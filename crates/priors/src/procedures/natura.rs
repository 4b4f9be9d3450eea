//! Natura2000 rasterization

use crate::config::{DataPaths, NaturaConfig};
use crate::error::{PriorError, Result};
use priorgen_algorithms::rasterize::rasterize;
use priorgen_algorithms::vector::reproject_geometry;
use priorgen_core::io::{read_shapefile, write_geotiff};
use priorgen_core::vector::FeatureCollection;
use priorgen_core::{Extent, Raster, SpatialGeometry, CRS};
use std::fs;
use std::path::PathBuf;
use tracing::info;

/// Burn protected-area polygons onto a snapped grid in the configured CRS
///
/// Covered pixels are 1, all others 0. A collection without a CRS is taken
/// to be in the configured CRS already.
pub fn rasterize_natura_features(features: &FeatureCollection, config: &NaturaConfig) -> Result<Raster<u8>> {
    let crs = CRS::from_epsg(config.epsg);
    let source_crs = features.crs.clone().unwrap_or_else(|| crs.clone());

    let mut polygons = Vec::new();
    for geometry in features.geometries() {
        let geometry = SpatialGeometry::new(geometry.clone(), source_crs.clone());
        polygons.extend(reproject_geometry(&geometry, &crs)?.polygons());
    }
    if polygons.is_empty() {
        return Err(PriorError::EmptyGeometry("no protected-area polygons".into()));
    }

    let extent = match features.crs {
        Some(_) => Extent::from_features(features)?,
        None => Extent::from_geometries(features.geometries(), source_crs)?,
    };
    let extent = extent
        .cast_to(&crs)?
        .fit(config.pixel_size)?;
    let raster = rasterize(&polygons, &extent, config.pixel_size)?;

    info!(
        features = features.len(),
        rows = raster.rows(),
        cols = raster.cols(),
        covered = raster.count_where(|v| v == 1),
        "rasterized protected areas"
    );
    Ok(raster)
}

/// Rasterize the Natura2000 shapefile into the GLAES output directory
pub fn rasterize_natura_vector(paths: &DataPaths, config: &NaturaConfig) -> Result<PathBuf> {
    let source = paths.potentials_source(&config.source);
    info!(source = %source.display(), "loading protected areas");
    let features = read_shapefile(&source, &[], Some(CRS::from_epsg(config.epsg)))?;

    let raster = rasterize_natura_features(&features, config)?;

    let output_dir = paths.glaes_output_dir();
    fs::create_dir_all(&output_dir)?;
    let output = output_dir.join(&config.output_name);
    write_geotiff(&raster, &output, None)?;

    info!(path = %output.display(), "wrote protected-area raster");
    Ok(output)
}

#[cfg(test)]
mod tests {
    use super::*;
    use geo_types::polygon;
    use priorgen_core::vector::Feature;

    #[test]
    fn test_grid_is_snapped_to_pixel_size() {
        let mut features = FeatureCollection::new(Some(CRS::laea_europe()));
        features.push(Feature::new(
            polygon![
                (x: 4_000_030.0, y: 3_000_070.0),
                (x: 4_000_480.0, y: 3_000_070.0),
                (x: 4_000_480.0, y: 3_000_290.0),
                (x: 4_000_030.0, y: 3_000_290.0),
            ]
            .into(),
        ));

        let raster = rasterize_natura_features(&features, &NaturaConfig::default()).unwrap();
        assert_eq!(raster.shape(), (3, 5));
        assert_eq!(raster.cell_size(), 100.0);
        assert_eq!(raster.bounds(), (4_000_000.0, 3_000_000.0, 4_000_500.0, 3_000_300.0));
        // centres at x 50..450 inside [30, 480], y 50/150/250 inside [70, 290] except 50
        assert_eq!(raster.count_where(|v| v == 1), 10);
    }

    #[test]
    fn test_empty_collection_fails() {
        let features = FeatureCollection::new(Some(CRS::laea_europe()));
        assert!(rasterize_natura_features(&features, &NaturaConfig::default()).is_err());
    }
}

* Try it
Please give the entries above again in full, exactly as written.

* Exercise result
filename crates/priors/src/procedures/natura.rs
repository 4b4f9be9d3450eea
//! Natura2000 rasterization

use crate::config::{DataPaths, NaturaConfig};
use crate::error::{PriorError, Result};
use priorgen_algorithms::rasterize::rasterize;
use priorgen_algorithms::vector::reproject_geometry;
use priorgen_core::io::{read_shapefile, write_geotiff};
use priorgen_core::vector::FeatureCollection;
use priorgen_core::{Extent, Raster, SpatialGeometry, CRS};
use std::fs;
use std::path::PathBuf;
use tracing::info;

/// Burn protected-area polygons onto a snapped grid in the configured CRS
///
/// Covered pixels are 1, all others 0. A collection without a CRS is taken
/// to be in the configured CRS already.
pub fn rasterize_natura_features(features: &FeatureCollection, config: &NaturaConfig) -> Result<Raster<u8>> {
    let crs = CRS::from_epsg(config.epsg);
    let source_crs = features.crs.clone().unwrap_or_else(|| crs.clone());

    let mut polygons = Vec::new();
    for geometry in features.geometries() {
        let geometry = SpatialGeometry::new(geometry.clone(), source_crs.clone());
        polygons.extend(reproject_geometry(&geometry, &crs)?.polygons());
    }
    if polygons.is_empty() {
        return Err(PriorError::EmptyGeometry("no protected-area polygons".into()));
    }

    let extent = match features.crs {
        Some(_) => Extent::from_features(features)?,
        None => Extent::from_geometries(features.geometries(), source_crs)?,
    };
    let extent = extent
        .cast_to(&crs)?
        .fit(config.pixel_size)?;
    let raster = rasterize(&polygons, &extent, config.pixel_size)?;

    info!(
        features = features.len(),
        rows = raster.rows(),
        cols = raster.cols(),
        covered = raster.count_where(|v| v == 1),
        "rasterized protected areas"
    );
    Ok(raster)
}

/// Rasterize the Natura2000 shapefile into the GLAES output directory
pub fn rasterize_natura_vector(paths: &DataPaths, config: &NaturaConfig) -> Result<PathBuf> {
    let source = paths.potentials_source(&config.source);
    info!(source = %source.display(), "loading protected areas");
    let features = read_shapefile(&source, &[], Some(CRS::from_epsg(config.epsg)))?;

    let raster = rasterize_natura_features(&features, config)?;

    let output_dir = paths.glaes_output_dir();
    fs::create_dir_all(&output_dir)?;
    let output = output_dir.join(&config.output_name);
    write_geotiff(&raster, &output, None)?;

    info!(path = %output.display(), "wrote protected-area raster");
    Ok(output)
}

#[cfg(test)]
mod tests {
    use super::*;
    use geo_types::polygon;
    use priorgen_core::vector::Feature;

    #[test]
    fn test_grid_is_snapped_to_pixel_size() {
        let mut features = FeatureCollection::new(Some(CRS::laea_europe()));
        features.push(Feature::new(
            polygon![
                (x: 4_000_030.0, y: 3_000_070.0),
                (x: 4_000_480.0, y: 3_000_070.0),
                (x: 4_000_480.0, y: 3_000_290.0),
                (x: 4_000_030.0, y: 3_000_290.0),
            ]
            .into(),
        ));

        let raster = rasterize_natura_features(&features, &NaturaConfig::default()).unwrap();
        assert_eq!(raster.shape(), (3, 5));
        assert_eq!(raster.cell_size(), 100.0);
        assert_eq!(raster.bounds(), (4_000_000.0, 3_000_000.0, 4_000_500.0, 3_000_300.0));
        // centres at x 50..450 inside [30, 480], y 50/150/250 inside [70, 290] except 50
        assert_eq!(raster.count_where(|v| v == 1), 10);
    }

    #[test]
    fn test_empty_collection_fails() {
        let features = FeatureCollection::new(Some(CRS::laea_europe()));
        assert!(rasterize_natura_features(&features, &NaturaConfig::default()).is_err());
    }
}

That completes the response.